● **Task directions**
Copy out each line of the data below in which "half" appears.

● **Task input**
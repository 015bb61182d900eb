use rubrics_engine::{PageConfig, RubricPage, Surface};
use rubrics_types::{ElementId, Msg, Ordinal, Presentation, RubricDefinitionFile, ValueMap};

fn page() -> RubricPage {
    RubricPage::new(PageConfig::default()).expect("page")
}

fn id(value: &str) -> ElementId {
    ElementId::new(value)
}

#[test]
fn ordinals_increase_across_kinds() {
    let mut page = page();
    page.click(&id("add-dropdown"));
    page.click(&id("add-numeric"));
    page.click(&id("add-dropdown"));

    let ordinals: Vec<u32> = page.manager().rows().iter().map(|row| row.ordinal.get()).collect();
    assert_eq!(ordinals, vec![1, 2, 3]);

    let bound: Vec<(u32, String, Option<String>)> = page
        .manager()
        .widgets()
        .map(|(ordinal, widget)| {
            let widget = widget.borrow();
            (
                ordinal.get(),
                widget.display().to_string(),
                widget.serialization().map(ToString::to_string),
            )
        })
        .collect();
    assert_eq!(
        bound,
        vec![
            (1, "rubric-1-select".to_string(), Some("rubric-1-hidden".to_string())),
            (3, "rubric-3-select".to_string(), Some("rubric-3-hidden".to_string())),
        ]
    );
    assert!(page.manager().widget(Ordinal::new(2).expect("ordinal")).is_none());
}

#[test]
fn rows_render_in_append_order() {
    let mut page = page();
    page.dispatch(Msg::AddRubric(Presentation::Checkbox));
    page.dispatch(Msg::AddRubric(Presentation::Numeric));

    let table = page.config().table.clone();
    let rows = page.document().table_rows(&table);
    assert_eq!(rows, &[id("rubric-1"), id("rubric-2")]);
    assert_eq!(page.manager().rows()[0].header, "Checkbox");
    assert_eq!(page.manager().rows()[1].header, "Numeric");
}

#[test]
fn snapshot_collects_row_fields() {
    let mut page = page();
    page.dispatch(Msg::AddRubric(Presentation::Numeric));
    page.set_field(&id("rubric-1-name"), "Accuracy");
    page.set_field(&id("rubric-1-max-score"), "10");

    let snapshot = page.form_snapshot();
    assert_eq!(snapshot.get(&id("rubric-1-name")), Some("Accuracy"));
    assert_eq!(snapshot.get(&id("rubric-1-max-score")), Some("10"));
    assert_eq!(snapshot.get(&id("rubric-1-presentation")), Some("NUMERIC"));
    assert_eq!(snapshot.get(&id("dropdown-dialog-value-input")), None);
}

#[test]
fn definitions_seed_rows() {
    let yaml = r#"
rubrics:
  - presentation: DROPDOWN
    name: Clarity
    values:
      unclear: 0
      clear: 2
  - presentation: NUMERIC
    name: Accuracy
    max_score: 10
  - presentation: CHECKBOX
    name: Cited sources
    score: 1
"#;
    let file = RubricDefinitionFile::from_yaml_str(yaml).expect("definitions");
    let mut page = page();

    let ordinals = page.load_definitions(&file).expect("load");
    assert_eq!(ordinals.len(), 3);

    let document = page.document();
    assert_eq!(document.value(&id("rubric-1-name")), Some("Clarity"));
    assert_eq!(document.value(&id("rubric-1-hidden")), Some("unclear:0,clear:2"));
    assert_eq!(document.value(&id("rubric-2-max-score")), Some("10"));
    assert_eq!(document.value(&id("rubric-3-score")), Some("1"));
    assert_eq!(document.options(&id("rubric-1-select"))[1].label, "clear [2]");
}

#[test]
fn loaded_rows_continue_numbering() {
    let file = RubricDefinitionFile::from_json_str(r#"{"rubrics":[{"presentation":"NUMERIC"}]}"#)
        .expect("definitions");
    let mut page = page();
    page.load_definitions(&file).expect("load");

    page.dispatch(Msg::AddRubric(Presentation::Dropdown));
    assert_eq!(page.manager().rows()[1].ordinal.get(), 2);
}

#[test]
fn snapshot_serializes_as_flat_json() {
    let mut page = page();
    page.dispatch(Msg::AddRubric(Presentation::Checkbox));
    page.set_field(&id("rubric-1-score"), "1");

    let json = page.form_snapshot().to_json_pretty().expect("json");
    let value: serde_json::Value = serde_json::from_str(&json).expect("parse");
    assert_eq!(value["rubric-1-score"], "1");
    assert_eq!(value["rubric-1-presentation"], "CHECKBOX");
}

#[test]
fn snapshot_hidden_field_reads_back_as_widget_values() {
    let yaml = r#"
rubrics:
  - presentation: DROPDOWN
    values:
      full: 10.0
      half: "5:10"
"#;
    let file = RubricDefinitionFile::from_yaml_str(yaml).expect("definitions");
    let mut page = page();
    let ordinals = page.load_definitions(&file).expect("load");

    let snapshot = page.form_snapshot();
    let hidden = snapshot.get(&id("rubric-1-hidden")).expect("hidden field");
    let parsed = ValueMap::parse_serialized(hidden).expect("parse");

    let widget = page.manager().widget(ordinals[0]).expect("widget").borrow();
    assert_eq!(&parsed, widget.value_map());
    assert_eq!(parsed.serialized_form(), "full:10.0,half:5:10");
}
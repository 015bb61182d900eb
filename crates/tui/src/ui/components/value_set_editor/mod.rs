mod state;
mod value_set_editor_component;

pub use state::ValueSetEditorState;
pub use value_set_editor_component::ValueSetEditorComponent;
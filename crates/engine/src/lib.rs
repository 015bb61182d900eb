//! # Rubrics Engine
//!
//! The engine holds the rubric page independently of how it is displayed. A
//! [`Document`] models the page's elements, widgets and the editor render
//! into it through the [`Surface`] trait, and [`RubricPage`] ties the pieces
//! together behind a click/message interface.
//!
//! ## Key Features
//!
//! - **Value-set widgets**: [`ValueSetWidget`] keeps a dropdown's name → score
//!   map in sync with its option list and hidden serialized field
//! - **Copy-in/copy-out editing**: [`ValueSetEditor`] edits a scratch copy and
//!   only writes back on confirm
//! - **Row management**: [`RubricManager`] numbers rows, renders them through
//!   [`RowTemplates`] and binds dropdown edit buttons
//!
//! ## Usage
//!
//! ```rust
//! use rubrics_engine::{PageConfig, RubricPage, Surface};
//! use rubrics_types::{ElementId, Msg, Ordinal, Presentation};
//!
//! let mut page = RubricPage::new(PageConfig::default())?;
//! page.dispatch(Msg::AddRubric(Presentation::Dropdown));
//! page.dispatch(Msg::EditRubric(Ordinal::FIRST));
//!
//! let document = page.document_mut();
//! document.set_value(&ElementId::new("dropdown-dialog-value-input"), "excellent");
//! document.set_value(&ElementId::new("dropdown-dialog-score-input"), "4");
//! page.dispatch(Msg::EditorAdd);
//! page.dispatch(Msg::EditorConfirm);
//!
//! let hidden = page.document().value(&ElementId::new("rubric-1-hidden"));
//! assert_eq!(hidden, Some("excellent:4"));
//! # Ok::<(), rubrics_engine::DocumentError>(())
//! ```

pub mod document;
pub mod editor;
pub mod manager;
pub mod page;
pub mod surface;
pub mod templates;
pub mod widget;

pub use document::{Document, DocumentError, Element};
pub use editor::{EditorState, ValueSetEditor};
pub use manager::RubricManager;
pub use page::{PageConfig, RubricPage};
pub use surface::{SelectOption, Surface};
pub use templates::{Markup, RowTemplate, RowTemplates, RowValues};
pub use widget::{ValueSetWidget, WidgetHandle};
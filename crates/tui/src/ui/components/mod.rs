//! UI components: rubric table, value-set editor dialog, logs.

pub mod common;
pub mod component;
pub mod logs;
pub mod rubric_table;
pub mod value_set_editor;

pub(crate) use component::Component;
pub use logs::LogsComponent;
pub use rubric_table::RubricTableComponent;
pub use value_set_editor::ValueSetEditorComponent;
//! Shared type definitions for the rubric editor: the value map behind
//! dropdown rubrics, rubric kinds and ordinals, the element id scheme, and the
//! messages and effects exchanged between the page model and its host.

pub mod definition;
pub mod events;
pub mod ids;
pub mod rubric;
pub mod value_map;

pub use definition::{DefinitionError, FormSnapshot, RubricDefinition, RubricDefinitionFile};
pub use events::{Effect, Modal, Msg, Severity};
pub use ids::{DialogIds, ElementId, RubricIds};
pub use rubric::{Ordinal, ParsePresentationError, Presentation, RubricRow};
pub use value_map::{ParseValueMapError, Score, ValueMap};
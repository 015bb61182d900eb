use std::{error::Error, fmt, str::FromStr};

use serde::{Deserialize, Serialize};

/// How a rubric row is presented and scored.
#[derive(Debug, Clone, Copy, PartialEq, Eq, Hash, Serialize, Deserialize)]
#[serde(rename_all = "SCREAMING_SNAKE_CASE")]
pub enum Presentation {
    /// Discrete named values, each carrying a score.
    Dropdown,
    /// A free numeric score up to a maximum.
    Numeric,
    /// A single pass/fail score.
    Checkbox,
}

impl Presentation {
    pub const ALL: [Presentation; 3] = [Presentation::Dropdown, Presentation::Numeric, Presentation::Checkbox];

    /// Token written into the row's presentation field.
    pub fn as_str(&self) -> &'static str {
        match self {
            Self::Dropdown => "DROPDOWN",
            Self::Numeric => "NUMERIC",
            Self::Checkbox => "CHECKBOX",
        }
    }

    /// Column header shown for rows of this kind.
    pub fn header(&self) -> &'static str {
        match self {
            Self::Dropdown => "Dropdown",
            Self::Numeric => "Numeric",
            Self::Checkbox => "Checkbox",
        }
    }
}

impl fmt::Display for Presentation {
    fn fmt(&self, f: &mut fmt::Formatter<'_>) -> fmt::Result {
        f.write_str(self.as_str())
    }
}

impl FromStr for Presentation {
    type Err = ParsePresentationError;

    fn from_str(s: &str) -> Result<Self, Self::Err> {
        match s.trim().to_ascii_uppercase().as_str() {
            "DROPDOWN" => Ok(Self::Dropdown),
            "NUMERIC" => Ok(Self::Numeric),
            "CHECKBOX" => Ok(Self::Checkbox),
            _ => Err(ParsePresentationError(s.to_string())),
        }
    }
}

#[derive(Debug, Clone, PartialEq, Eq)]
pub struct ParsePresentationError(pub String);

impl fmt::Display for ParsePresentationError {
    fn fmt(&self, f: &mut fmt::Formatter<'_>) -> fmt::Result {
        write!(f, "invalid presentation '{}'; expected DROPDOWN, NUMERIC or CHECKBOX", self.0)
    }
}

impl Error for ParsePresentationError {}

/// 1-based sequence number of a rubric row. Never reused within a page.
#[derive(Debug, Clone, Copy, PartialEq, Eq, PartialOrd, Ord, Hash, Serialize, Deserialize)]
#[serde(transparent)]
pub struct Ordinal(u32);

impl Ordinal {
    pub const FIRST: Ordinal = Ordinal(1);

    pub fn new(value: u32) -> Option<Self> {
        (value > 0).then_some(Ordinal(value))
    }

    pub fn get(&self) -> u32 {
        self.0
    }

    pub fn next(&self) -> Ordinal {
        Ordinal(self.0 + 1)
    }
}

impl fmt::Display for Ordinal {
    fn fmt(&self, f: &mut fmt::Formatter<'_>) -> fmt::Result {
        write!(f, "{}", self.0)
    }
}

/// A row appended to the rubric table.
#[derive(Debug, Clone, PartialEq, Eq)]
pub struct RubricRow {
    pub ordinal: Ordinal,
    pub presentation: Presentation,
    pub header: String,
}
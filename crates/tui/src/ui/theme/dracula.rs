use ratatui::style::Color;

use super::roles::{Theme, ThemeRoles};

// Dracula palette (https://draculatheme.com/contribute)
pub const BACKGROUND: Color = Color::Rgb(0x28, 0x2A, 0x36);
pub const CURRENT_LINE: Color = Color::Rgb(0x44, 0x47, 0x5A);
pub const FOREGROUND: Color = Color::Rgb(0xF8, 0xF8, 0xF2);
pub const COMMENT: Color = Color::Rgb(0x62, 0x72, 0xA4);

pub const CYAN: Color = Color::Rgb(0x8B, 0xE9, 0xFD);
pub const GREEN: Color = Color::Rgb(0x50, 0xFA, 0x7B);
pub const ORANGE: Color = Color::Rgb(0xFF, 0xB8, 0x6C);
pub const PINK: Color = Color::Rgb(0xFF, 0x79, 0xC6);
pub const RED: Color = Color::Rgb(0xFF, 0x55, 0x55);

pub const MODAL_OVERLAY: Color = Color::Rgb(0x1D, 0x1F, 0x27);

/// Default theme, tuned for dark terminals.
#[derive(Debug, Clone)]
pub struct DraculaTheme {
    roles: ThemeRoles,
}

impl DraculaTheme {
    pub fn new() -> Self {
        Self {
            roles: ThemeRoles {
                background: BACKGROUND,
                surface: BACKGROUND,
                surface_muted: CURRENT_LINE,
                border: CURRENT_LINE,

                text: FOREGROUND,
                text_secondary: COMMENT,
                text_muted: COMMENT,

                // pink marks interactive controls, cyan marks focus
                accent_primary: PINK,
                accent_secondary: CYAN,

                info: CYAN,
                success: GREEN,
                warning: ORANGE,
                error: RED,

                selection_bg: CURRENT_LINE,
                selection_fg: FOREGROUND,
                focus: CYAN,
                modal_bg: MODAL_OVERLAY,
            },
        }
    }
}

impl Default for DraculaTheme {
    fn default() -> Self {
        Self::new()
    }
}

impl Theme for DraculaTheme {
    fn roles(&self) -> &ThemeRoles {
        &self.roles
    }
}
//! UTF-8 safe single-line text input state with cursor management.
//!
//! Used by the rubric table for row fields and by the value-set editor for
//! its name and score inputs. The buffer mirrors a document field; callers
//! push every edit back into the page.

use unicode_width::UnicodeWidthStr;

#[derive(Clone, Debug, Default)]
pub struct TextInputState {
    input: String,
    /// Byte index into `input`, always on a char boundary
    cursor: usize,
}

impl TextInputState {
    pub fn new() -> Self {
        Self::default()
    }

    pub fn input(&self) -> &str {
        &self.input
    }

    pub fn cursor(&self) -> usize {
        self.cursor
    }

    pub fn is_empty(&self) -> bool {
        self.input.is_empty()
    }

    /// Replaces the buffer and moves the cursor to its end.
    pub fn set_input(&mut self, input: impl Into<String>) {
        self.input = input.into();
        self.cursor = self.input.len();
    }

    /// Loads `input` only when it differs, keeping the cursor otherwise.
    pub fn sync(&mut self, input: &str) {
        if self.input != input {
            self.set_input(input);
        }
    }

    pub fn clear(&mut self) {
        self.input.clear();
        self.cursor = 0;
    }

    /// Terminal columns between the start of the buffer and the cursor.
    pub fn cursor_columns(&self) -> u16 {
        u16::try_from(self.input[..self.cursor].width()).unwrap_or(u16::MAX)
    }

    pub fn move_left(&mut self) {
        if let Some(previous) = self.input[..self.cursor].chars().next_back() {
            self.cursor -= previous.len_utf8();
        }
    }

    pub fn move_right(&mut self) {
        if let Some(next) = self.input[self.cursor..].chars().next() {
            self.cursor += next.len_utf8();
        }
    }

    pub fn move_home(&mut self) {
        self.cursor = 0;
    }

    pub fn move_end(&mut self) {
        self.cursor = self.input.len();
    }

    pub fn insert_char(&mut self, c: char) {
        self.input.insert(self.cursor, c);
        self.cursor += c.len_utf8();
    }

    pub fn backspace(&mut self) {
        if let Some(previous) = self.input[..self.cursor].chars().next_back() {
            let start = self.cursor - previous.len_utf8();
            self.input.drain(start..self.cursor);
            self.cursor = start;
        }
    }

    /// Deletes the char under the cursor.
    pub fn delete(&mut self) {
        if let Some(next) = self.input[self.cursor..].chars().next() {
            self.input.drain(self.cursor..self.cursor + next.len_utf8());
        }
    }
}

#[cfg(test)]
mod tests {
    use super::*;

    #[test]
    fn multibyte_editing_keeps_boundaries() {
        let mut state = TextInputState::new();
        state.set_input("très");
        state.move_left();
        state.move_left();
        state.backspace();
        assert_eq!(state.input(), "tès");
        state.insert_char('é');
        assert_eq!(state.input(), "téès");
        state.delete();
        assert_eq!(state.input(), "tés");
    }

    #[test]
    fn sync_keeps_cursor_when_unchanged() {
        let mut state = TextInputState::new();
        state.set_input("score");
        state.move_home();
        state.sync("score");
        assert_eq!(state.cursor(), 0);
        state.sync("10");
        assert_eq!(state.cursor(), 2);
    }

    #[test]
    fn cursor_columns_counts_display_width() {
        let mut state = TextInputState::new();
        state.set_input("日本");
        assert_eq!(state.cursor_columns(), 4);
        state.move_left();
        assert_eq!(state.cursor_columns(), 2);
    }
}
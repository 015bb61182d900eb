//! Modal dialog for editing a dropdown row's value set.
//!
//! The dialog shows the scratch copy's options, the name and score inputs,
//! and the Add, Delete, Clear all, OK and Cancel buttons. Every button press
//! is a click on the matching page element.

use crossterm::event::{KeyCode, KeyEvent, KeyModifiers, MouseButton, MouseEvent, MouseEventKind};
use rat_focus::FocusFlag;
use ratatui::{
    Frame,
    layout::{Constraint, Layout, Position, Rect},
    text::{Line, Span},
    widgets::{List, ListItem, Paragraph},
};
use rubrics_engine::Element;
use rubrics_types::{Effect, ElementId};

use crate::app::App;
use crate::ui::components::common::TextInputState;
use crate::ui::components::component::Component;
use crate::ui::theme::{Theme, theme_helpers as th};

const BUTTON_WIDTH: u16 = 12;

#[derive(Debug, Default)]
pub struct ValueSetEditorComponent {
    options_area: Rect,
}

/// Which text input a keystroke edits.
#[derive(Debug, Clone, Copy, PartialEq, Eq)]
enum Field {
    Value,
    Score,
}

impl ValueSetEditorComponent {
    fn focused_field(app: &App) -> Option<Field> {
        if app.editor.f_value.get() {
            Some(Field::Value)
        } else if app.editor.f_score.get() {
            Some(Field::Score)
        } else {
            None
        }
    }

    fn option_count(app: &App) -> usize {
        app.page.document().options(&app.page.editor().ids().select()).len()
    }

    fn handle_field_keys(&self, app: &mut App, field: Field, key: KeyEvent) -> Vec<Effect> {
        let ids = app.page.editor().ids().clone();
        let (input, element): (&mut TextInputState, ElementId) = match field {
            Field::Value => (&mut app.editor.value_input, ids.value_input()),
            Field::Score => (&mut app.editor.score_input, ids.score_input()),
        };
        match key.code {
            KeyCode::Enter => {
                return match field {
                    Field::Value => {
                        app.focus.focus(&app.editor.f_score);
                        Vec::new()
                    }
                    Field::Score => app.click(&ids.add_button()),
                };
            }
            KeyCode::Char(c) if !key.modifiers.intersects(KeyModifiers::CONTROL | KeyModifiers::ALT) => input.insert_char(c),
            KeyCode::Backspace => input.backspace(),
            KeyCode::Delete => input.delete(),
            KeyCode::Left => input.move_left(),
            KeyCode::Right => input.move_right(),
            KeyCode::Home => input.move_home(),
            KeyCode::End => input.move_end(),
            _ => return Vec::new(),
        }
        let text = input.input().to_string();
        app.page.set_field(&element, &text);
        Vec::new()
    }

    fn handle_option_keys(&self, app: &mut App, key: KeyEvent) -> Vec<Effect> {
        let count = Self::option_count(app);
        match key.code {
            KeyCode::Up => app.editor.select_prev_option(),
            KeyCode::Down => app.editor.select_next_option(count),
            KeyCode::Enter | KeyCode::Char(' ') => app.editor.load_selected_option(&mut app.page),
            KeyCode::Delete => {
                app.editor.load_selected_option(&mut app.page);
                let delete = app.page.editor().ids().delete_button();
                return app.click(&delete);
            }
            _ => {}
        }
        Vec::new()
    }

    fn render_input(frame: &mut Frame, area: Rect, label: &str, state: &TextInputState, focused: bool, theme: &dyn Theme) {
        let block = th::block(theme, Some(label), focused);
        let inner = block.inner(area);
        frame.render_widget(
            Paragraph::new(state.input().to_string()).style(th::input_style(theme, focused)).block(block),
            area,
        );
        if focused {
            let x = inner.x + state.cursor_columns().min(inner.width.saturating_sub(1));
            frame.set_cursor_position((x, inner.y));
        }
    }

    fn render_options(&mut self, frame: &mut Frame, area: Rect, app: &mut App) {
        let theme = &*app.theme;
        let focused = app.editor.f_options.get();
        let options = app.page.document().options(&app.page.editor().ids().select());
        let title = format!("Values ({})", options.len());
        let block = th::block(theme, Some(&title), focused);
        self.options_area = block.inner(area);

        let items: Vec<ListItem> = if options.is_empty() {
            vec![ListItem::new(Line::from(Span::styled(
                "No values yet. Type a name and score, then Add.",
                theme.text_muted_style(),
            )))]
        } else {
            options
                .iter()
                .map(|option| ListItem::new(Line::from(Span::styled(option.label.clone(), theme.text_primary_style()))))
                .collect()
        };

        let mut list = List::new(items).block(block);
        if focused {
            list = list.highlight_style(th::table_selected_style(theme)).highlight_symbol("> ");
        }
        frame.render_stateful_widget(list, area, &mut app.editor.options);
    }

    fn render_buttons(&self, frame: &mut Frame, area: Rect, app: &mut App) {
        let ids = app.page.editor().ids().clone();
        let slots = Layout::horizontal([Constraint::Length(BUTTON_WIDTH); 5]).spacing(1).split(area);
        let mut button_areas = Vec::with_capacity(5);
        for ((flag, id, label), slot) in app.editor.buttons(&ids).into_iter().zip(slots.iter()) {
            th::render_button(frame, *slot, label, flag.get(), &*app.theme);
            button_areas.push((*slot, id));
        }
        app.editor.button_areas = button_areas;
    }
}

impl Component for ValueSetEditorComponent {
    fn handle_key_events(&mut self, app: &mut App, key: KeyEvent) -> Vec<Effect> {
        let ids = app.page.editor().ids().clone();
        match key.code {
            KeyCode::Tab => {
                app.focus.next();
                return Vec::new();
            }
            KeyCode::BackTab => {
                app.focus.prev();
                return Vec::new();
            }
            KeyCode::Esc => return app.click(&ids.cancel_button()),
            _ => {}
        }

        if let Some(field) = Self::focused_field(app) {
            return self.handle_field_keys(app, field, key);
        }
        if app.editor.f_options.get() {
            return self.handle_option_keys(app, key);
        }
        if matches!(key.code, KeyCode::Enter | KeyCode::Char(' '))
            && let Some(button) = app.editor.focused_button(&ids)
        {
            return app.click(&button);
        }
        Vec::new()
    }

    fn handle_mouse_events(&mut self, app: &mut App, mouse: MouseEvent) -> Vec<Effect> {
        let position = Position::new(mouse.column, mouse.row);
        match mouse.kind {
            MouseEventKind::Down(MouseButton::Left) => {}
            MouseEventKind::ScrollUp if self.options_area.contains(position) => {
                app.editor.select_prev_option();
                return Vec::new();
            }
            MouseEventKind::ScrollDown if self.options_area.contains(position) => {
                app.editor.select_next_option(Self::option_count(app));
                return Vec::new();
            }
            _ => return Vec::new(),
        }

        let ids = app.page.editor().ids().clone();
        let hit = app.editor.button_areas.iter().find(|(area, _)| area.contains(position)).map(|(_, id)| id.clone());
        if let Some(button) = hit {
            let flag: Option<FocusFlag> = app
                .editor
                .buttons(&ids)
                .into_iter()
                .find(|(_, id, _)| *id == button)
                .map(|(flag, _, _)| flag.clone());
            if let Some(flag) = flag {
                app.focus.focus(&flag);
            }
            return app.click(&button);
        }

        if app.editor.value_area.contains(position) {
            app.focus.focus(&app.editor.f_value);
            app.page.focus(&ids.value_input());
        } else if app.editor.score_area.contains(position) {
            app.focus.focus(&app.editor.f_score);
            app.page.focus(&ids.score_input());
        } else if self.options_area.contains(position) {
            app.focus.focus(&app.editor.f_options);
            let index = app.editor.options.offset() + usize::from(mouse.row - self.options_area.y);
            if index < Self::option_count(app) {
                app.editor.options.select(Some(index));
                app.editor.load_selected_option(&mut app.page);
            }
        }
        Vec::new()
    }

    fn render(&mut self, frame: &mut Frame, rect: Rect, app: &mut App) {
        let ids = app.page.editor().ids().clone();
        let title = match app.page.document().get(&ids.dialog()) {
            Some(Element::Dialog { title, .. }) => title.clone(),
            _ => "Values".to_string(),
        };
        let block = th::block(&*app.theme, Some(&title), true).style(app.theme.modal_background_style());
        let inner = block.inner(rect);
        frame.render_widget(block, rect);

        let [inputs_area, options_area, _, buttons_area] = self.get_preferred_layout(app, inner)[..] else {
            return;
        };
        let [value_area, score_area] = Layout::horizontal([Constraint::Fill(3), Constraint::Fill(1)])
            .spacing(1)
            .areas(inputs_area);

        let theme = &*app.theme;
        Self::render_input(frame, value_area, "Value", &app.editor.value_input, app.editor.f_value.get(), theme);
        Self::render_input(frame, score_area, "Score", &app.editor.score_input, app.editor.f_score.get(), theme);
        app.editor.value_area = value_area;
        app.editor.score_area = score_area;

        self.render_options(frame, options_area, app);
        self.render_buttons(frame, buttons_area, app);
    }

    fn get_hint_spans(&self, app: &App) -> Vec<Span<'static>> {
        let theme = &*app.theme;
        let mut spans = th::build_hint_spans(theme, &[("Tab/Shift+Tab", " Focus  "), ("Esc", " Cancel  ")]);
        if Self::focused_field(app) == Some(Field::Score) {
            spans.extend(th::build_hint_spans(theme, &[("Enter", " Add value  ")]));
        } else if app.editor.f_options.get() {
            spans.extend(th::build_hint_spans(theme, &[("↑/↓", " Select  "), ("Enter", " Load  "), ("Del", " Delete  ")]));
        } else {
            spans.extend(th::build_hint_spans(theme, &[("Enter", " Activate  ")]));
        }
        spans
    }

    fn get_preferred_layout(&self, _app: &App, area: Rect) -> Vec<Rect> {
        Layout::vertical([
            Constraint::Length(3), // Inputs
            Constraint::Min(3),    // Options
            Constraint::Length(1), // Spacer
            Constraint::Length(3), // Buttons
        ])
        .split(area)
        .to_vec()
    }
}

● **Reply to the exercise**
      half: "5:10"
    assert_eq!(parsed.serialized_form(), "full:10.0,half:5:10");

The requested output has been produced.